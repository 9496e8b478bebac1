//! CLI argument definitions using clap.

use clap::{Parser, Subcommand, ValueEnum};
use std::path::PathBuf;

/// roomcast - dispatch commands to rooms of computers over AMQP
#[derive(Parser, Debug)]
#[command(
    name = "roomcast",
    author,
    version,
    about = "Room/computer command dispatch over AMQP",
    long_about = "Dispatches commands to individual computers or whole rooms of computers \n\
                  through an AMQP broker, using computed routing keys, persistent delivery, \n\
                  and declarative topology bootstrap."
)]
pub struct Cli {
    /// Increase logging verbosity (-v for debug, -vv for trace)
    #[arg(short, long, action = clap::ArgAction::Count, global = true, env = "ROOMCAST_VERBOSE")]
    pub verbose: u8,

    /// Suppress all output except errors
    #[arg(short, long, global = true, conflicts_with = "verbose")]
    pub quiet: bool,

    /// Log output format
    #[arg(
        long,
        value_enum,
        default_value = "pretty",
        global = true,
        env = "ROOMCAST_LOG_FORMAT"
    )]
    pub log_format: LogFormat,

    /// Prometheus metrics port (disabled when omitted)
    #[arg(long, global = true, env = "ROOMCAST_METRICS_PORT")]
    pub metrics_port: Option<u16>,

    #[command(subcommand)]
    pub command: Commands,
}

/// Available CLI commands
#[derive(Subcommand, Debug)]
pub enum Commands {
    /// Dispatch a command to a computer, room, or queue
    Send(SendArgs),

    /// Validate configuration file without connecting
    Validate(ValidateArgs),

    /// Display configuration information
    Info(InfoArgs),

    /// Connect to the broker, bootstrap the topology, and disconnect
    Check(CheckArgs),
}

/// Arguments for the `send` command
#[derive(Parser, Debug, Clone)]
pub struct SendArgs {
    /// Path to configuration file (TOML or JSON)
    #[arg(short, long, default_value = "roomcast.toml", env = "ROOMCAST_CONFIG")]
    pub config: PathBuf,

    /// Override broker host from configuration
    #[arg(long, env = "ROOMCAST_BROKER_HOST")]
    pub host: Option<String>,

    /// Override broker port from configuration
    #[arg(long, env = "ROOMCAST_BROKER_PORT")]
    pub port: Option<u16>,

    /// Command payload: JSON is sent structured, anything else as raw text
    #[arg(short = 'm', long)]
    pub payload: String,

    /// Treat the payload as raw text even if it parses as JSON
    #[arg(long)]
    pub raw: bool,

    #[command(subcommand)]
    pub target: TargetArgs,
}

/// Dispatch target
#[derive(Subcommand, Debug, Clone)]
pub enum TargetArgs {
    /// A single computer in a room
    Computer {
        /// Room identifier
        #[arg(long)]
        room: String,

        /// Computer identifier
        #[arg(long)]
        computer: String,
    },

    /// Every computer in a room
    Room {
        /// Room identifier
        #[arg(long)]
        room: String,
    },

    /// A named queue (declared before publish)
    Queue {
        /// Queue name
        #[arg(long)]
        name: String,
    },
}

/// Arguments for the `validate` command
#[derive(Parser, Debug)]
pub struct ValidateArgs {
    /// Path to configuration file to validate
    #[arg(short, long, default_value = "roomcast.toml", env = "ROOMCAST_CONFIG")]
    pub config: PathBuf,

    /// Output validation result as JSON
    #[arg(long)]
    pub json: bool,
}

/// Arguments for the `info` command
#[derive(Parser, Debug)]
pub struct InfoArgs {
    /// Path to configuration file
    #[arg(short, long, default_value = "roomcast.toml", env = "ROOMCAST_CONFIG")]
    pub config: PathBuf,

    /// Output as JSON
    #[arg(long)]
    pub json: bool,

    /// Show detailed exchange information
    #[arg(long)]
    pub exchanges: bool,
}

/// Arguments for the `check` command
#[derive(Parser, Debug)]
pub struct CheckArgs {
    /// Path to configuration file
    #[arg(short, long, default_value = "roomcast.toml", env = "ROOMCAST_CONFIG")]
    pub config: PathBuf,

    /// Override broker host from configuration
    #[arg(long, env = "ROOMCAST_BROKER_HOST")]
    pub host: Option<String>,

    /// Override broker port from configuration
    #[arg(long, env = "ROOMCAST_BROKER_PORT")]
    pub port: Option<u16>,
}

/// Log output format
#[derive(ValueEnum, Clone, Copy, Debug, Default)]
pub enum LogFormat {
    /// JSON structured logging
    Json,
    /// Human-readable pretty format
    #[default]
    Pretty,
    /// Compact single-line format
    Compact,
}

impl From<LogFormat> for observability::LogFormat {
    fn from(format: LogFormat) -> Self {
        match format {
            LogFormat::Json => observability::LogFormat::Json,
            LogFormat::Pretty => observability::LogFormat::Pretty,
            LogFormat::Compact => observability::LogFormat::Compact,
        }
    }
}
▬▬▬▬▬▬▬▬▬▬
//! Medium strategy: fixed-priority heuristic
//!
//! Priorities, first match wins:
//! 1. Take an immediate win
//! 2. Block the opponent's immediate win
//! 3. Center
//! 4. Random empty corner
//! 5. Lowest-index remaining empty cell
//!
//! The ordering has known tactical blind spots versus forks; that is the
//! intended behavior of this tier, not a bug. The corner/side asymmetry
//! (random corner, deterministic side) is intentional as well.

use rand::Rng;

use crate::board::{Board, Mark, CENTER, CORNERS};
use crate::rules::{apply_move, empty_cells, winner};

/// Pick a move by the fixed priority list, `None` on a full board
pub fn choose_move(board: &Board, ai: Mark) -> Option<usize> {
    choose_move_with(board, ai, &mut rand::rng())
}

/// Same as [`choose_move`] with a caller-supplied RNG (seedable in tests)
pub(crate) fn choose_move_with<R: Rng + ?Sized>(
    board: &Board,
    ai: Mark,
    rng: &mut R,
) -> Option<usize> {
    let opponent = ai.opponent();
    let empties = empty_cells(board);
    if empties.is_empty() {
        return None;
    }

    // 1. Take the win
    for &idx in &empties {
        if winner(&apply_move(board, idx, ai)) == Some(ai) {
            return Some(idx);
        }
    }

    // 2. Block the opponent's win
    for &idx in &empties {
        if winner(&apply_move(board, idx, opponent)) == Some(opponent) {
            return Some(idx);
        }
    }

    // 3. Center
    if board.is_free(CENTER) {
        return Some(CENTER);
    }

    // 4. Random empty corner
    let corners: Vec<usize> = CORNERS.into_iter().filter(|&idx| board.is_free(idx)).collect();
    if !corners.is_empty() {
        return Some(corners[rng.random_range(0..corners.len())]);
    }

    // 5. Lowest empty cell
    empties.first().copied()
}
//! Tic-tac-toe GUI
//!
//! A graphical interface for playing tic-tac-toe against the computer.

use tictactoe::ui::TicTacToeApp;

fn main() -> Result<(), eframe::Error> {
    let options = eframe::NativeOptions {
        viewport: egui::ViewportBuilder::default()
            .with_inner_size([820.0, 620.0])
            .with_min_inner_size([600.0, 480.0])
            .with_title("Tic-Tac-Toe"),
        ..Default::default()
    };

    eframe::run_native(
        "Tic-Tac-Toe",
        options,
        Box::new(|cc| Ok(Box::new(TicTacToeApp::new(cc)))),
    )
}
▬▬▬▬▬▬▬▬▬▬
[What you have to do]: In the listing above, locate the line containing "#[arg(short = 'm', long)]" and the line containing "pub struct CheckArgs", then transcribe both and every line between them verbatim.

[Expected answer]:
    #[arg(short = 'm', long)]
    pub payload: String,

    /// Treat the payload as raw text even if it parses as JSON
    #[arg(long)]
    pub raw: bool,

    #[command(subcommand)]
    pub target: TargetArgs,
}

/// Dispatch target
#[derive(Subcommand, Debug, Clone)]
pub enum TargetArgs {
    /// A single computer in a room
    Computer {
        /// Room identifier
        #[arg(long)]
        room: String,

        /// Computer identifier
        #[arg(long)]
        computer: String,
    },

    /// Every computer in a room
    Room {
        /// Room identifier
        #[arg(long)]
        room: String,
    },

    /// A named queue (declared before publish)
    Queue {
        /// Queue name
        #[arg(long)]
        name: String,
    },
}

/// Arguments for the `validate` command
#[derive(Parser, Debug)]
pub struct ValidateArgs {
    /// Path to configuration file to validate
    #[arg(short, long, default_value = "roomcast.toml", env = "ROOMCAST_CONFIG")]
    pub config: PathBuf,

    /// Output validation result as JSON
    #[arg(long)]
    pub json: bool,
}

/// Arguments for the `info` command
#[derive(Parser, Debug)]
pub struct InfoArgs {
    /// Path to configuration file
    #[arg(short, long, default_value = "roomcast.toml", env = "ROOMCAST_CONFIG")]
    pub config: PathBuf,

    /// Output as JSON
    #[arg(long)]
    pub json: bool,

    /// Show detailed exchange information
    #[arg(long)]
    pub exchanges: bool,
}

/// Arguments for the `check` command
#[derive(Parser, Debug)]
pub struct CheckArgs {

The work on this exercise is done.